Consider this: According to an internal survey of members conducted by the National Association of Realtors, only 63 percent of purchase contracts settled on time during April, May and June of this year. Twenty-nine percent experienced delays and 7 percent fell apart.
What gets in the way? According to the survey, problems with financing in deals that were delayed but eventually settled accounted for 39 percent of the trouble, followed by appraisal disagreements (16 percent), title and deed problems (11 percent) and home inspections (9 percent), contingencies in the contract (8 percent) and a long list of others, including sellers and buyers getting cold feet and backing out, homeowner associations creating obstacles and buyers losing their jobs.
What specifically interferes with mortgage financing, the No. 1 cause of delays and cancellations? Such things as buyers not being able to back up the income numbers they claimed at application, not coming up with the down payment and doing something that affects their credit negatively.
In a post this month on ActiveRain, a popular blog for real estate professionals, Fred Griffin, owner of a brokerage firm in Tallahassee, said he had a buyer who decided to purchase an SUV one day before a scheduled closing. That’s a major no-no: Any credit transaction during the period from loan application to final settlement — buying a diamond ring or even a refrigerator — can throw off your credit scores or increase your debt-to-income ratio beyond what’s acceptable.
Lenders routinely run follow-up credit checks ahead of closings, and any new activity shows up on national credit bureau files almost instantaneously. In the case of Griffin’s client, the SUV purchase killed the sale, even though the buyer pleaded with the auto dealer to take the vehicle back and unwind the car loan.
Beth Brittenbach, an agent with Century 21 Schutjer Realty in Vallejo, Calif., had a buyer do the same thing recently, then had the sad experience of having to tell the seller that the deal was dead, just as the seller was having furniture loaded into the moving van.
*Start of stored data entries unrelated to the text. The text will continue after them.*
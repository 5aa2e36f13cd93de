//! Core entropy context trait for the simulation engine.

use crate::EnvError;

/// The central interface for entropy.
///
/// This trait abstracts the random source so that the engine can run
/// with OS entropy in production and with a seeded generator in simulation.
///
/// # Implementations
///
/// - **Production**: `OsContext` - wraps an OS-seeded `StdRng`
/// - **Simulation**: `SimContext` - wraps `ChaCha8Rng(seed)`
///
/// # Determinism
///
/// Integer draws are the only primitive. Probabilities are exact rationals in
/// the engine, so a draw in `[0, denominator)` compared against the numerator
/// decides an event without any floating-point rounding.
pub trait LotContext {
    /// Returns a uniformly distributed integer in `[0, bound)`.
    ///
    /// Fails with [`EnvError::EmptyRange`] when `bound == 0`.
    fn draw_below(&mut self, bound: u64) -> Result<u64, EnvError>;

    /// Returns the context's seed (for logging/debugging).
    ///
    /// In production, returns 0 (not seeded).
    /// In simulation, returns the master seed.
    fn seed(&self) -> u64;
}

impl<C: LotContext + ?Sized> LotContext for &mut C {
    fn draw_below(&mut self, bound: u64) -> Result<u64, EnvError> {
        (**self).draw_below(bound)
    }

    fn seed(&self) -> u64 {
        (**self).seed()
    }
}
//! Parking lot simulator CLI
//!
//! Runs a lot design file or the built-in scenarios under a seeded,
//! reproducible random source.

use clap::Parser;
use parklot_core::{LotDesign, NullSink, MAX_PARKING_DURATION, SIMULATION_DURATION};
use parklot_sim::scenarios::ScenarioId;
use parklot_sim::{load_design, ScenarioResult, ScenarioRunner, SimError, SimExport, TracingSink};
use std::path::PathBuf;
use tracing::{error, info, Level};
use tracing_subscriber::FmtSubscriber;

/// Parking lot discrete-event simulator
#[derive(Parser, Debug)]
#[command(name = "parklot-sim")]
#[command(about = "Simulate a day of arrivals and departures at a parking lot", long_about = None)]
struct Args {
    /// Lot design file (one row per line, comma separated S/R/L/E/N labels)
    design: Option<PathBuf>,

    /// Hourly arrival rate for the design file
    #[arg(requires = "design")]
    rate: Option<u32>,

    /// Hourly arrival rate overriding the default of every lot
    #[arg(short = 'r', long)]
    arrival_rate: Option<u32>,

    /// Built-in scenario to run when no design file is given (compact, standard, ev_hub, truck_stop, gridlock, all)
    #[arg(short = 'S', long, default_value = "all")]
    scenario: String,

    /// Master seed for determinism (0 = random from time)
    #[arg(short, long, default_value = "42")]
    seed: u64,

    /// Number of consecutive seeds to run as a parallel batch
    #[arg(long, default_value = "1")]
    seeds: usize,

    /// Simulated seconds to run
    #[arg(long, default_value_t = SIMULATION_DURATION)]
    steps: u64,

    /// Parking ceiling in seconds
    #[arg(long, default_value_t = MAX_PARKING_DURATION)]
    max_duration: u64,

    /// Verbose output
    #[arg(short, long)]
    verbose: bool,

    /// JSON output for CI parsing
    #[arg(long)]
    json: bool,

    /// Export the event stream and occupancy curve to a JSON file
    #[arg(long)]
    export: Option<String>,

    /// Seconds between exported occupancy frames
    #[arg(long, default_value = "60")]
    frame_interval: u64,
}

/// One lot to simulate.
struct Job {
    name: String,
    design: LotDesign,
    default_rate: u32,
}

fn init_logging(args: &Args) {
    let level = if args.verbose { Level::DEBUG } else { Level::INFO };
    // Keep stdout clean for the JSON summary
    let installed = if args.json {
        let subscriber = FmtSubscriber::builder()
            .with_max_level(level)
            .with_writer(std::io::stderr)
            .finish();
        tracing::subscriber::set_global_default(subscriber)
    } else {
        let subscriber = FmtSubscriber::builder().with_max_level(level).finish();
        tracing::subscriber::set_global_default(subscriber)
    };
    if let Err(e) = installed {
        eprintln!("Failed to set tracing subscriber: {}", e);
    }
}

fn base_seed(seed: u64) -> u64 {
    if seed != 0 {
        return seed;
    }
    std::time::SystemTime::now()
        .duration_since(std::time::UNIX_EPOCH)
        .map(|d| d.as_nanos() as u64)
        .unwrap_or(1)
}

fn jobs(args: &Args) -> Result<Vec<Job>, SimError> {
    if let Some(path) = &args.design {
        let rate = args
            .rate
            .or(args.arrival_rate)
            .ok_or_else(|| SimError::usage("parklot-sim <lot-design> <hourly-rate>"))?;
        return Ok(vec![Job {
            name: path.display().to_string(),
            design: load_design(path)?,
            default_rate: rate,
        }]);
    }

    let scenarios = if args.scenario == "all" {
        ScenarioId::all()
    } else {
        vec![args
            .scenario
            .parse::<ScenarioId>()
            .map_err(|_| SimError::UnknownScenario(args.scenario.clone()))?]
    };

    scenarios
        .into_iter()
        .map(|scenario| {
            Ok(Job {
                name: scenario.name().to_string(),
                design: scenario.design()?,
                default_rate: scenario.default_arrival_rate(),
            })
        })
        .collect()
}

fn run_with_export(
    runner: &ScenarioRunner,
    job: Job,
    frame_interval: u64,
    export_path: &str,
) -> Result<ScenarioResult, SimError> {
    let mut sink = (
        SimExport::new(&job.name, runner.seed(), 0, frame_interval),
        TracingSink,
    );
    let result = runner.run_design(&job.name, job.design, job.default_rate, &mut sink)?;

    let (mut export, _) = sink;
    export.capacity = result.capacity;
    export.finalize(result.stats.clone(), result.passed);

    match export.write_to_file(export_path) {
        Ok(()) => info!(
            "Exported {} events ({} frames) to {}",
            export.events.len(),
            export.frames.len(),
            export_path
        ),
        Err(source) => {
            return Err(SimError::Io {
                path: PathBuf::from(export_path),
                source,
            })
        }
    }
    Ok(result)
}

fn run(args: &Args) -> Result<Vec<ScenarioResult>, SimError> {
    let seed = base_seed(args.seed);
    let mut runner = ScenarioRunner::new(seed)
        .with_steps(args.steps)
        .with_max_parking_duration(args.max_duration);
    if let Some(rate) = args.arrival_rate {
        runner = runner.with_arrival_rate(rate);
    }

    let jobs = jobs(args)?;

    if let Some(export_path) = &args.export {
        if jobs.len() > 1 || args.seeds > 1 {
            return Err(SimError::usage(
                "--export only supports a single scenario and a single seed",
            ));
        }
        info!("Running with export to: {}", export_path);
        let mut results = Vec::new();
        for job in jobs {
            results.push(run_with_export(&runner, job, args.frame_interval, export_path)?);
        }
        return Ok(results);
    }

    let mut results = Vec::new();
    for job in jobs {
        if args.seeds > 1 {
            let seeds: Vec<u64> = (0..args.seeds as u64)
                .map(|offset| seed.wrapping_add(offset))
                .collect();
            results.extend(runner.run_batch(&job.name, &job.design, job.default_rate, &seeds)?);
        } else if args.json {
            results.push(runner.run_design(&job.name, job.design, job.default_rate, &mut NullSink)?);
        } else {
            results.push(runner.run_design(&job.name, job.design, job.default_rate, &mut TracingSink)?);
        }
    }
    Ok(results)
}

fn report(args: &Args, results: &[ScenarioResult]) -> usize {
    let failed_count = results.iter().filter(|r| !r.passed).count();
    let total = results.len();

    if args.json {
        let summary = serde_json::json!({
            "total": total,
            "passed": total - failed_count,
            "failed": failed_count,
            "results": results,
        });
        match serde_json::to_string_pretty(&summary) {
            Ok(text) => println!("{}", text),
            Err(e) => error!("Failed to serialize summary: {}", e),
        }
        return failed_count;
    }

    for result in results {
        if result.passed {
            info!(
                "✓ {} (seed={}) PASSED | occupancy {}/{} | queue {}",
                result.name,
                result.seed,
                result.final_occupancy,
                result.capacity,
                result.stats.final_queue_length
            );
        } else {
            error!(
                "✗ {} (seed={}) FAILED: {}",
                result.name,
                result.seed,
                result.failure_reason.as_deref().unwrap_or("unknown")
            );
        }
    }

    info!("━━━━━━━━━━━━━━━━━━━━━━━━━━━━━━━━━━━━━━━━━━━━━━━━━━━━━");
    if failed_count == 0 {
        info!("✅ All {} runs passed!", total);
    } else {
        error!("❌ {}/{} runs failed!", failed_count, total);
    }
    failed_count
}

fn main() {
    let args = Args::parse();
    init_logging(&args);

    if !args.json {
        info!("Parking Lot Simulator v{}", env!("CARGO_PKG_VERSION"));
        info!("━━━━━━━━━━━━━━━━━━━━━━━━━━━━━━━━━━━━━━━━━━━━━━━━━━━━━");
    }

    let results = match run(&args) {
        Ok(results) => results,
        Err(e) => {
            error!("{}", e);
            std::process::exit(1);
        }
    };

    // Exit with proper code for CI
    if report(&args, &results) > 0 {
        std::process::exit(1);
    }
}
//! Built-in lot scenarios.

use parklot_core::{LotDesign, LotError};

const COMPACT: &str = "\
R, N
S, L
";

const STANDARD: &str = "\
R, R, R, R, N, S, S, S
L, L, R, R, N, R, R, E
N, N, N, N, N, N, N, N
R, R, R, R, N, R, R, R
S, S, E, E, N, L, L, L
";

const EV_HUB: &str = "\
E, E, E, E, E, E
N, N, N, N, N, N
E, E, R, R, E, E
E, E, S, S, E, E
";

const TRUCK_STOP: &str = "\
L, L, L, L, L
N, N, N, N, N
L, L, L, R, R
";

const GRIDLOCK: &str = "\
S, S, N, S
";

/// Scenario identifiers
#[derive(Debug, Clone, Copy, PartialEq, Eq)]
pub enum ScenarioId {
    /// 2x2 lot with a lane cell and no arrivals
    Compact,

    /// Mixed 5x8 lot with a central driving lane
    Standard,

    /// Charging-heavy lot
    EvHub,

    /// Mostly large spots
    TruckStop,

    /// Tiny small-only lot under heavy demand
    Gridlock,
}

impl ScenarioId {
    /// Returns a list of all scenarios.
    pub fn all() -> Vec<ScenarioId> {
        vec![
            ScenarioId::Compact,
            ScenarioId::Standard,
            ScenarioId::EvHub,
            ScenarioId::TruckStop,
            ScenarioId::Gridlock,
        ]
    }

    /// Returns the scenario name.
    pub fn name(&self) -> &'static str {
        match self {
            ScenarioId::Compact => "compact",
            ScenarioId::Standard => "standard",
            ScenarioId::EvHub => "ev_hub",
            ScenarioId::TruckStop => "truck_stop",
            ScenarioId::Gridlock => "gridlock",
        }
    }

    /// Returns a description of the scenario.
    pub fn description(&self) -> &'static str {
        match self {
            ScenarioId::Compact => "2x2 lot, no arrivals: capacity 3 and occupancy 0 must never change",
            ScenarioId::Standard => "5x8 mixed lot at 11 cars/hour",
            ScenarioId::EvHub => "Charging hub: only electric and small cars fit most spots",
            ScenarioId::TruckStop => "Large spots with a few regular ones at 15 cars/hour",
            ScenarioId::Gridlock => "3 small spots at 60 cars/hour: the queue must block, never reorder",
        }
    }

    /// Lot design in the text file format.
    pub fn design_text(&self) -> &'static str {
        match self {
            ScenarioId::Compact => COMPACT,
            ScenarioId::Standard => STANDARD,
            ScenarioId::EvHub => EV_HUB,
            ScenarioId::TruckStop => TRUCK_STOP,
            ScenarioId::Gridlock => GRIDLOCK,
        }
    }

    /// Parsed lot design.
    pub fn design(&self) -> Result<LotDesign, LotError> {
        self.design_text().parse()
    }

    /// Hourly arrival rate used unless overridden.
    pub fn default_arrival_rate(&self) -> u32 {
        match self {
            ScenarioId::Compact => 0,
            ScenarioId::Standard => 11,
            ScenarioId::EvHub => 20,
            ScenarioId::TruckStop => 15,
            ScenarioId::Gridlock => 60,
        }
    }
}

impl std::fmt::Display for ScenarioId {
    fn fmt(&self, f: &mut std::fmt::Formatter<'_>) -> std::fmt::Result {
        write!(f, "{}", self.name())
    }
}

impl std::str::FromStr for ScenarioId {
    type Err = String;

    fn from_str(s: &str) -> Result<Self, Self::Err> {
        match s.to_lowercase().as_str() {
            "compact" => Ok(ScenarioId::Compact),
            "standard" | "default" => Ok(ScenarioId::Standard),
            "ev_hub" | "evhub" | "ev" => Ok(ScenarioId::EvHub),
            "truck_stop" | "truckstop" | "trucks" => Ok(ScenarioId::TruckStop),
            "gridlock" => Ok(ScenarioId::Gridlock),
            _ => Err(format!("Unknown scenario: {}", s)),
        }
    }
}

#[cfg(test)]
mod tests {
    use super::*;
    use parklot_core::ParkingLot;

    #[test]
    fn test_all_designs_parse() {
        for scenario in ScenarioId::all() {
            let design = scenario.design();
            assert!(design.is_ok(), "{} failed: {:?}", scenario, design);
        }
    }

    #[test]
    fn test_compact_capacity() {
        let lot = ParkingLot::new(ScenarioId::Compact.design().unwrap());
        assert_eq!(lot.total_capacity(), 3);
        assert_eq!(ScenarioId::Compact.default_arrival_rate(), 0);
    }

    #[test]
    fn test_standard_capacity() {
        let lot = ParkingLot::new(ScenarioId::Standard.design().unwrap());
        assert_eq!(lot.num_rows(), 5);
        assert_eq!(lot.num_spots_per_row(), 8);
        // One full lane row plus one lane column
        assert_eq!(lot.total_capacity(), 40 - 8 - 4);
    }

    #[test]
    fn test_names_round_trip() {
        for scenario in ScenarioId::all() {
            assert_eq!(scenario.name().parse::<ScenarioId>(), Ok(scenario));
            assert_eq!(scenario.to_string(), scenario.name());
        }
        assert!("nowhere".parse::<ScenarioId>().is_err());
    }
}
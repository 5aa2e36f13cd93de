//! Error types for the simulation harness.

use parklot_core::LotError;
use std::path::PathBuf;
use thiserror::Error;

/// Errors that abort a harness run before or instead of simulating.
#[derive(Debug, Error)]
pub enum SimError {
    /// Lot construction or simulator setup failed
    #[error("Lot error: {0}")]
    Lot(#[from] LotError),

    /// A design file could not be read
    #[error("Failed to read {}: {source}", path.display())]
    Io {
        path: PathBuf,
        #[source]
        source: std::io::Error,
    },

    /// Scenario name did not match any built-in scenario
    #[error("Unknown scenario: {0}")]
    UnknownScenario(String),

    /// Command-line arguments were inconsistent
    #[error("Usage error: {0}")]
    Usage(String),
}

impl SimError {
    /// Creates a usage error.
    pub fn usage(msg: impl Into<String>) -> Self {
        Self::Usage(msg.into())
    }
}
//! Exact fraction arithmetic for event probabilities.
//!
//! Probabilities in the simulator are never floating point. Every value is a
//! reduced fraction with a positive denominator, so two equal probabilities
//! always compare equal and a draw against them gives the same answer on
//! every platform.

use crate::error::LotError;
use serde::Serialize;
use std::cmp::Ordering;
use std::fmt;

/// An immutable fraction in lowest terms.
///
/// Invariants: `denominator > 0` and `gcd(|numerator|, denominator) == 1`
/// (zero is stored as `0/1`).
#[derive(Debug, Clone, Copy, PartialEq, Eq, Hash, Serialize)]
pub struct Rational {
    numerator: i64,
    denominator: i64,
}

fn gcd(mut a: u128, mut b: u128) -> u128 {
    while b != 0 {
        let t = a % b;
        a = b;
        b = t;
    }
    a
}

impl Rational {
    pub const ZERO: Rational = Rational {
        numerator: 0,
        denominator: 1,
    };

    pub const ONE: Rational = Rational {
        numerator: 1,
        denominator: 1,
    };

    /// Creates `numerator / denominator` reduced to lowest terms.
    ///
    /// Fails with [`LotError::ZeroDenominator`] when `denominator == 0`.
    /// The sign is moved onto the numerator.
    pub fn new(numerator: i64, denominator: i64) -> Result<Self, LotError> {
        if denominator == 0 {
            return Err(LotError::ZeroDenominator);
        }
        Self::normalize(numerator as i128, denominator as i128)
    }

    /// Reduces a fraction whose denominator is known to be positive.
    ///
    /// Infallible: dividing by the gcd only shrinks both terms.
    pub(crate) fn reduced(numerator: i64, denominator: i64) -> Self {
        debug_assert!(denominator > 0);
        let g = gcd(
            numerator.unsigned_abs() as u128,
            denominator.unsigned_abs() as u128,
        ) as i64;
        Self {
            numerator: numerator / g,
            denominator: denominator / g,
        }
    }

    fn normalize(numerator: i128, denominator: i128) -> Result<Self, LotError> {
        let g = gcd(numerator.unsigned_abs(), denominator.unsigned_abs()) as i128;
        let (mut n, mut d) = (numerator / g, denominator / g);
        if d < 0 {
            n = -n;
            d = -d;
        }
        Ok(Self {
            numerator: i64::try_from(n).map_err(|_| LotError::Overflow)?,
            denominator: i64::try_from(d).map_err(|_| LotError::Overflow)?,
        })
    }

    pub fn numerator(&self) -> i64 {
        self.numerator
    }

    pub fn denominator(&self) -> i64 {
        self.denominator
    }

    /// Exact sum of two fractions.
    ///
    /// Intermediate products are taken in 128 bits; the result fails with
    /// [`LotError::Overflow`] only if the reduced sum does not fit in `i64`.
    pub fn plus(&self, other: &Rational) -> Result<Rational, LotError> {
        let lhs = (self.numerator as i128)
            .checked_mul(other.denominator as i128)
            .ok_or(LotError::Overflow)?;
        let rhs = (other.numerator as i128)
            .checked_mul(self.denominator as i128)
            .ok_or(LotError::Overflow)?;
        let numerator = lhs.checked_add(rhs).ok_or(LotError::Overflow)?;
        let denominator = (self.denominator as i128)
            .checked_mul(other.denominator as i128)
            .ok_or(LotError::Overflow)?;
        Self::normalize(numerator, denominator)
    }

    pub fn is_zero(&self) -> bool {
        self.numerator == 0
    }

    /// True when the fraction is strictly between 0 and 1.
    pub fn is_proper(&self) -> bool {
        self.numerator > 0 && self.numerator < self.denominator
    }
}

impl PartialOrd for Rational {
    fn partial_cmp(&self, other: &Self) -> Option<Ordering> {
        Some(self.cmp(other))
    }
}

impl Ord for Rational {
    fn cmp(&self, other: &Self) -> Ordering {
        // Denominators are positive, so cross-multiplying preserves order.
        let lhs = self.numerator as i128 * other.denominator as i128;
        let rhs = other.numerator as i128 * self.denominator as i128;
        lhs.cmp(&rhs)
    }
}

impl fmt::Display for Rational {
    fn fmt(&self, f: &mut fmt::Formatter<'_>) -> fmt::Result {
        if self.denominator == 1 {
            write!(f, "{}", self.numerator)
        } else {
            write!(f, "{}/{}", self.numerator, self.denominator)
        }
    }
}

#[cfg(test)]
mod tests {
    use super::*;
    use proptest::prelude::*;

    #[test]
    fn test_reduces_on_construction() {
        let r = Rational::new(6, 8).unwrap();
        assert_eq!(r.numerator(), 3);
        assert_eq!(r.denominator(), 4);
        assert_eq!(r, Rational::new(9, 12).unwrap());
    }

    #[test]
    fn test_canonical_sign() {
        let r = Rational::new(3, -6).unwrap();
        assert_eq!((r.numerator(), r.denominator()), (-1, 2));

        let r = Rational::new(-3, -6).unwrap();
        assert_eq!((r.numerator(), r.denominator()), (1, 2));
    }

    #[test]
    fn test_zero_is_canonical() {
        assert_eq!(Rational::new(0, -17).unwrap(), Rational::ZERO);
        assert!(Rational::new(0, 5).unwrap().is_zero());
    }

    #[test]
    fn test_zero_denominator_rejected() {
        assert_eq!(Rational::new(1, 0), Err(LotError::ZeroDenominator));
    }

    #[test]
    fn test_plus() {
        let half = Rational::new(1, 2).unwrap();
        let third = Rational::new(1, 3).unwrap();
        assert_eq!(half.plus(&third).unwrap(), Rational::new(5, 6).unwrap());
        assert_eq!(half.plus(&half).unwrap(), Rational::ONE);
    }

    #[test]
    fn test_plus_overflow_is_reported() {
        let big = Rational::new(i64::MAX, 1).unwrap();
        assert_eq!(big.plus(&big), Err(LotError::Overflow));
    }

    #[test]
    fn test_extreme_values_normalize() {
        let r = Rational::new(i64::MIN, i64::MIN).unwrap();
        assert_eq!(r, Rational::ONE);
        assert_eq!(Rational::new(i64::MIN, -1), Err(LotError::Overflow));
    }

    #[test]
    fn test_ordering() {
        let a = Rational::new(11, 3600).unwrap();
        let b = Rational::new(1, 300).unwrap();
        assert!(a < b);
        assert!(Rational::new(-1, 2).unwrap() < Rational::ZERO);
        assert_eq!(
            Rational::new(2, 4).unwrap().cmp(&Rational::new(1, 2).unwrap()),
            Ordering::Equal
        );
    }

    #[test]
    fn test_is_proper() {
        assert!(Rational::new(1, 3600).unwrap().is_proper());
        assert!(!Rational::ZERO.is_proper());
        assert!(!Rational::ONE.is_proper());
        assert!(!Rational::new(7, 3).unwrap().is_proper());
    }

    #[test]
    fn test_display() {
        assert_eq!(Rational::new(2, 10).unwrap().to_string(), "1/5");
        assert_eq!(Rational::new(4, 2).unwrap().to_string(), "2");
        assert_eq!(Rational::ZERO.to_string(), "0");
    }

    proptest! {
        #[test]
        fn prop_always_lowest_terms(n in -1_000_000i64..1_000_000, d in -1_000_000i64..1_000_000) {
            prop_assume!(d != 0);
            let r = Rational::new(n, d).unwrap();
            prop_assert!(r.denominator() > 0);
            prop_assert_eq!(
                gcd(r.numerator().unsigned_abs() as u128, r.denominator() as u128),
                1
            );
        }

        #[test]
        fn prop_scaling_preserves_equality(n in -10_000i64..10_000, d in 1i64..10_000, k in 1i64..1_000) {
            prop_assert_eq!(Rational::new(n, d).unwrap(), Rational::new(n * k, d * k).unwrap());
        }

        #[test]
        fn prop_plus_commutes(a in -10_000i64..10_000, b in 1i64..10_000, c in -10_000i64..10_000, d in 1i64..10_000) {
            let x = Rational::new(a, b).unwrap();
            let y = Rational::new(c, d).unwrap();
            prop_assert_eq!(x.plus(&y).unwrap(), y.plus(&x).unwrap());
        }
    }
}
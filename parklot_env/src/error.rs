//! Error types for the parking lot environment abstraction.

use thiserror::Error;

/// Errors that can occur in the environment abstraction layer.
#[derive(Debug, Error, PartialEq, Eq)]
pub enum EnvError {
    /// A draw was requested from an empty range `[0, 0)`
    #[error("Cannot draw from an empty range")]
    EmptyRange,
}
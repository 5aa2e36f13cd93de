//! Parking lot deterministic simulation harness
//!
//! This crate drives the `parklot_core` engine under controlled conditions.
//! All randomness flows through a [`SimContext`] derived from a single 64-bit
//! seed, so every run can be replayed bit-for-bit.
//!
//! # Architecture
//!
//! ```text
//! ┌──────────────────────────────────────────────────┐
//! │                  ScenarioRunner                  │
//! │  ┌────────────┐   ┌─────────────────────────┐    │
//! │  │ SimContext │──►│ Simulator<ContextRandom>│    │
//! │  │ (ChaCha8)  │   │   ParkingLot + queues   │    │
//! │  └────────────┘   └───────────┬─────────────┘    │
//! │                               │ LotEvent         │
//! │                  ┌────────────▼──────────┐       │
//! │                  │ TracingSink/SimExport │       │
//! │                  └───────────────────────┘       │
//! └──────────────────────────────────────────────────┘
//! ```
//!
//! # Usage
//!
//! ```
//! use parklot_sim::{ScenarioRunner, scenarios::ScenarioId};
//! use parklot_core::NullSink;
//!
//! let runner = ScenarioRunner::new(42).with_steps(3600);
//! let result = runner.run(ScenarioId::Standard, &mut NullSink).unwrap();
//! assert!(result.passed);
//! ```

mod context;
mod error;
mod exporter;
mod runner;
mod sink;
pub mod scenarios;

pub use context::SimContext;
pub use error::SimError;
pub use exporter::{OccupancyFrame, SimExport};
pub use runner::{check_invariants, load_design, ScenarioResult, ScenarioRunner};
pub use sink::TracingSink;
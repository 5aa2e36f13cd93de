//! Parking Lot Environment Abstraction Layer
//!
//! This crate provides the seam through which the simulation engine reaches
//! the outside world. The engine itself is a pure function of its inputs;
//! the only non-deterministic input it consumes is entropy.
//!
//! # Core Concept
//!
//! For reproducible runs, all randomness is drawn through [`LotContext`]:
//! - **Production**: [`OsContext`] - OS-seeded RNG, not reproducible
//! - **Simulation**: `SimContext` (in `parklot_sim`) - ChaCha8 seeded from a `u64`
//!
//! By deriving all entropy from a single 64-bit seed, any run (and any bug)
//! becomes reproducible via its seed number.
//!
//! # Example
//!
//! ```
//! use parklot_env::{LotContext, OsContext};
//!
//! let mut ctx = OsContext::new();
//! let roll = ctx.draw_below(3600).unwrap();
//! assert!(roll < 3600);
//! ```

mod context;
mod error;
mod os_impl;

pub use context::LotContext;
pub use error::EnvError;
pub use os_impl::OsContext;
Sometimes deal-threatening complications can get a little testy. Even weird. In an ActiveRain posting, Jennifer Monroe, an agent with Savvy + Co. Real Estate in Charlotte, cited several types of issues that can endanger deals at the last minute. Among them: Fights between husband-and-wife buyers: “As in near break-up fighting. It’s more than just ‘I like this but she likes that’ or a philosophical disagreement over the smartest financial move. No, there can be some truly dangerous ground here. Example: Turns out he was married before but never told you. True, it lasted all of 27 days and they promptly split, but now the lender needs a certified copy of those divorce papers he burned all those years ago.”